Step 1. Identify Available Control Technologies
Identification of possible BACT options were derived from EPA and state BACT
clearinghouses, recently issued regulations and permit decisions from similar projects. The
following activities were identified as BACT options to control emissions from the condensate
storage tanks. Woodford is proposing to install four additional condensate storage tanks with
internal floating roof (IFR).
Control Technologies
Routing Vapor Space to a Control Device
Thermal Incinerator
Flare
Vapor Combustor
Roof Selection
EFR, IFR
Fixed Roof
Routing Vapor Space to a Control Device Evaporative losses from tanks can be routed to a variety of control devices with varying destruction
efficiencies. Combustion type controls, including flares, combustors, and incinerators, destroy VOCs
with auxiliary fuel injection. Destruction efficiencies range from 98-99.9%, depending on the
material.
PERMIT MEMORANDUM 2015-0197-C (M-1) DRAFT/PROPOSED 15
Roof Selection Three basic roof types are considered: external floating roof, internal floating roof, and fixed roof.
Fixed roof tanks – These tanks consist of a cylindrical steel shell with a permanently fixed roof that
can be either cone-shaped, dome-shaped, or flat. Evaporative losses occur in these tanks through
vapor expansion and contraction and from working losses as filling vapors are expelled from the
tank.
External floating roof tanks (EFRs) – These tanks consist of an open cylindrical steel shell with a
roof, or deck, which floats on the surface of the stored liquid. The roof height changes with the liquid
level of the material stored within the tank, effectively minimizing vapor space. A rim seal system is
attached to the deck’s perimeter and makes contact with the tank wall. These two systems combine to
reduce VOC emissions from the stored material. Losses from these tanks originate from exposed
liquid at the rim seal system and deck fittings. In addition to the basic tank configuration, there are
several add-on options to further reduce emissions and are listed as follows:
Cone Roof Add-on with Vapor Space Routed to a Control Device. This option would involve
installing a fixed cone roof over the top of each tank at the plant, thereby creating internal
floating roof tanks from the previous EFR tank. The coned exterior roofs would be supported
by columns that penetrate through the floating roof inside each tank. The fixed coned roof
design acts to block the wind flow across the top of each tank and be part of a system to
collect emissions coming out the top of the floating roof of each tank. A dedicated vapor
collection system would be installed to route emissions from each tank to a dedicated control
device as listed in the previous control technology category (Routing Vapor Space to a
Control Device).
Cone Roof Add-on Only – This option involves installing a fixed coned roof as in the
previous option except without installation of a control device as discussed in the previous
control technology category and associated collection piping. The primary function of the
fixed external roof in this alternative would be to block the wind and decrease standing and
withdrawal emissions from each tank. This option is estimated to provide a control efficiency
of up to 44%.
Domed External Floating Roof – This option involves constructing a self-supporting
geodesic dome over the existing external floating roof on each tank at the terminal. Similar to
the cone roof add-on option, geodesic domes are utilized to minimize the wind over the top
of the external floating roof. The domed tanks are generally vented with circulation vents at
the top of each roof. Emissions from each domed EFR tank would not be piped to a control
device. Since the geodesic domes would be self-supporting, the installation of column
supports penetrating through the floating roof would not be necessary and gaps in the floating
roof would be minimized. This design is still referred to as an external floating roof because
it utilizes the existing heavier-duty, double-sealed fully intact EFR, though for emission
estimation purposes it is treated as an IFR with no support columns. This option is estimated
to provide a control efficiency of up to 73%.

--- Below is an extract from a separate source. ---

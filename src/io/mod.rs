pub mod dataset_io;
pub mod lock;
pub mod recovery;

Internal floating roof tanks (IFRs) – These tanks are simply EFRs with an additional, fixed roof
above the floating roof. The fixed roof serves as a vapor barrier and blocks air movement.
Additionally, the internal floating roof tank deck is lighter than those used in external roof tanks.
Losses from these tanks are the same as EFRs, with the exception that emissions induced by air
movement are reduced. Woodford has selected IFRs over fixed roof tanks.
PERMIT MEMORANDUM 2015-0197-C (M-1) DRAFT/PROPOSED 16
Step 2. Eliminate Technically Infeasible Options All control options are technically feasible when considered individually. These options are further
considered in the following steps of the top-down BACT analysis.
Step 3: Rank Remaining Control Options by Control Effectiveness
Floating roof tanks reduce vapor space emissions more effectively than fixed roof tanks because the
deck rests atop the liquid surface and reduces the vapor space within the tank.
Add-on control options add additional emission control beyond the basic required components of
each tank.
Routing Vapor Space to a Control Device is the most effective option (50-99.9%), submerged fill,
and then good operating and maintenance practices.
In addition to control effectiveness and emissions considerations, each BACT option must also be
evaluated for economic impacts, environmental, and energy impacts. These considerations are further
discussed in Step 4.
Step 4: Evaluate and Eliminate Control Technologies Based on Energy, Environmental, and
Economic Impacts
Since NSPS Subpart Kb requires an EFR or IFR, Woodford has assumed this control option to be the
baseline requirement and has selected IFR tanks which provide the same level of control as an EFR.
Under this assumption, submerged fill would be meaningless since there will be no vapor space for
splash loading to occur.
The economic consideration for each remaining BACT option is based on a cost analysis, in part,
total capital costs, direct costs, and total derived annualized cost. The cost analysis was based on
industry cost estimates for combustion devices constructed and EPA’s Cost Control Manual. Note,
sizing of the thermal oxidizer depends on the hourly rate of controlled VOC, and annual operating
costs (utilities, pilot fuel, etc.) vary based on mode of operation (e.g. continuously for normal
operations and intermittently for landings and cleanings).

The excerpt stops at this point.